The Situation is, at least in one sense, a very current story. An American journalist in Iraq, Anna (Connie Nielsen) is trying to shed some light on the effect of the ongoing US-led occupation on the lives of Iraqi civilians. With the help of her native-born photographer friend, Zaid (Mido Hamada), she navigates the Shia-Sunni-Kurd divide and, gaining access to key interviewees via her genial diplomacy (and striking good looks), spares no measure in her attempt to tell a multifaceted story about the drowning of an Iraqi boy in a troop-initiated skirmish.

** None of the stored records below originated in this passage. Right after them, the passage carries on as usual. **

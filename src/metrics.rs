//! Prometheus metrics for the volume operator
//!
//! ## Counters
//! - `pgvolume_reconcile_passes_total{outcome}` - passes by outcome
//! - `pgvolume_actions_total{kind}` - applied actions by kind
//! - `pgvolume_issues_total{kind}` - reported warnings by kind
//!
//! ## Gauges
//! - `pgvolume_volumes{cluster,status}` - indexed volumes per cluster and status
//!
//! ## Histograms
//! - `pgvolume_reconcile_duration_seconds` - pass duration

use crate::error::{Result, VolumeError};
use crate::volume::ActionKind;
use prometheus::{
    Encoder, HistogramOpts, HistogramVec, IntCounterVec, IntGaugeVec, Opts, Registry, TextEncoder,
};

const NAMESPACE: &str = "pgvolume";

const DURATION_BUCKETS: &[f64] = &[0.01, 0.05, 0.1, 0.25, 0.5, 1.0, 2.5, 5.0, 10.0, 30.0];

/// Outcome label of a reconciliation pass
#[derive(Debug, Clone, Copy, PartialEq, Eq)]
pub enum PassOutcome {
    /// Nothing to apply
    Clean,
    /// Every planned action applied
    Applied,
    /// Stopped on a conflict
    Conflict,
    /// Stopped on any other failure
    Failed,
}

impl PassOutcome {
    pub fn as_str(&self) -> &'static str {
        match self {
            PassOutcome::Clean => "clean",
            PassOutcome::Applied => "applied",
            PassOutcome::Conflict => "conflict",
            PassOutcome::Failed => "failed",
        }
    }
}

/// Operator metrics registry
pub struct Metrics {
    registry: Registry,
    /// Passes by outcome
    pub passes: IntCounterVec,
    /// Applied actions by kind
    pub actions: IntCounterVec,
    /// Reported issues by kind
    pub issues: IntCounterVec,
    /// Indexed volumes by cluster and status
    pub volumes: IntGaugeVec,
    /// Pass duration by cluster
    pub pass_duration: HistogramVec,
}

impl Metrics {
    pub fn new() -> Result<Self> {
        let registry = Registry::new();

        let passes = IntCounterVec::new(
            Opts::new("reconcile_passes_total", "Reconciliation passes by outcome")
                .namespace(NAMESPACE),
            &["outcome"],
        )?;
        let actions = IntCounterVec::new(
            Opts::new("actions_total", "Applied volume actions by kind").namespace(NAMESPACE),
            &["kind"],
        )?;
        let issues = IntCounterVec::new(
            Opts::new("issues_total", "Reported volume issues by kind").namespace(NAMESPACE),
            &["kind"],
        )?;
        let volumes = IntGaugeVec::new(
            Opts::new("volumes", "Indexed volumes by cluster and status").namespace(NAMESPACE),
            &["cluster", "status"],
        )?;
        let pass_duration = HistogramVec::new(
            HistogramOpts::new("reconcile_duration_seconds", "Duration of reconciliation passes")
                .namespace(NAMESPACE)
                .buckets(DURATION_BUCKETS.to_vec()),
            &["cluster"],
        )?;

        registry.register(Box::new(passes.clone()))?;
        registry.register(Box::new(actions.clone()))?;
        registry.register(Box::new(issues.clone()))?;
        registry.register(Box::new(volumes.clone()))?;
        registry.register(Box::new(pass_duration.clone()))?;

        Ok(Self {
            registry,
            passes,
            actions,
            issues,
            volumes,
            pass_duration,
        })
    }

    pub fn record_pass(&self, outcome: PassOutcome) {
        self.passes.with_label_values(&[outcome.as_str()]).inc();
    }

    pub fn record_action(&self, kind: ActionKind) {
        self.actions.with_label_values(&[&kind.to_string()]).inc();
    }

    pub fn record_issue(&self, issue: &VolumeError) {
        self.issues.with_label_values(&[issue.kind()]).inc();
    }

    pub fn set_volume_counts(&self, cluster: &str, ready: u32, initializing: u32) {
        self.volumes
            .with_label_values(&[cluster, "ready"])
            .set(i64::from(ready));
        self.volumes
            .with_label_values(&[cluster, "initializing"])
            .set(i64::from(initializing));
    }

    pub fn observe_duration(&self, cluster: &str, seconds: f64) {
        self.pass_duration
            .with_label_values(&[cluster])
            .observe(seconds);
    }

    /// Drop the per-cluster series of a cluster that no longer exists
    pub fn forget_cluster(&self, cluster: &str) {
        // Absent series are reported as errors; nothing to drop then.
        for status in ["ready", "initializing"] {
            let _ = self.volumes.remove_label_values(&[cluster, status]);
        }
        let _ = self.pass_duration.remove_label_values(&[cluster]);
    }

    /// Render every metric in the text exposition format
    pub fn render(&self) -> Result<(String, Vec<u8>)> {
        let encoder = TextEncoder::new();
        let mut buffer = Vec::new();
        encoder.encode(&self.registry.gather(), &mut buffer)?;
        Ok((encoder.format_type().to_string(), buffer))
    }
}

#[cfg(test)]
mod tests {
    use super::*;

    #[test]
    fn test_metrics_render() {
        let metrics = Metrics::new().unwrap();
        metrics.record_pass(PassOutcome::Applied);
        metrics.record_action(ActionKind::Create);
        metrics.record_issue(&VolumeError::malformed("pg-x", "bad serial"));
        metrics.set_volume_counts("pg", 2, 1);
        metrics.observe_duration("pg", 0.2);

        let (content_type, body) = metrics.render().unwrap();
        let body = String::from_utf8(body).unwrap();
        assert!(content_type.starts_with("text/plain"));
        assert!(body.contains("pgvolume_reconcile_passes_total{outcome=\"applied\"} 1"));
        assert!(body.contains("pgvolume_actions_total{kind=\"create\"} 1"));
        assert!(body.contains("pgvolume_issues_total{kind=\"MalformedIdentity\"} 1"));
        assert!(body.contains("pgvolume_volumes{cluster=\"pg\",status=\"ready\"} 2"));
    }

    #[test]
    fn test_forget_cluster_drops_its_series() {
        let metrics = Metrics::new().unwrap();
        metrics.set_volume_counts("db/pg", 2, 1);
        metrics.set_volume_counts("db/other", 1, 0);
        metrics.observe_duration("db/pg", 0.1);

        metrics.forget_cluster("db/pg");
        // unknown clusters are ignored
        metrics.forget_cluster("db/missing");

        let (_, body) = metrics.render().unwrap();
        let body = String::from_utf8(body).unwrap();
        assert!(!body.contains("cluster=\"db/pg\""));
        assert!(body.contains("pgvolume_volumes{cluster=\"db/other\",status=\"ready\"} 1"));
    }
}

Director Philip Haas uses a "network narrative," as David Bordwell might call it, to tell the film's story from many perspectives, fleshing out the extreme complexity of the situation in Iraq, all the while leading toward an inevitable convergence of all the disparate but ultimately interconnected storylines. While Anna emerges as the protagonist, the aforementioned Zaid struggles to maintain credibility as a faithful Iraqi, although he is seen as cooperating with the occupying force due to the photographs he sells to the Associated Press. Meanwhile, Anna's "sometime boyfriend" Dan (Damian Lewis), a liberal intelligence operative for the US military, attempts to get beyond the jingoistic perspective displayed by nearly all his superiors. We also meet Rafeeq, a father torn between diligent relationship-building and immediate violent action, and his friend Walid, would-be terrorist and enemy of the police. As in any good movie of this sort, Haas legitimates many conflicting views and decisions, heightening the level of moral confusion for the viewer attempting to sort out heroes and villains.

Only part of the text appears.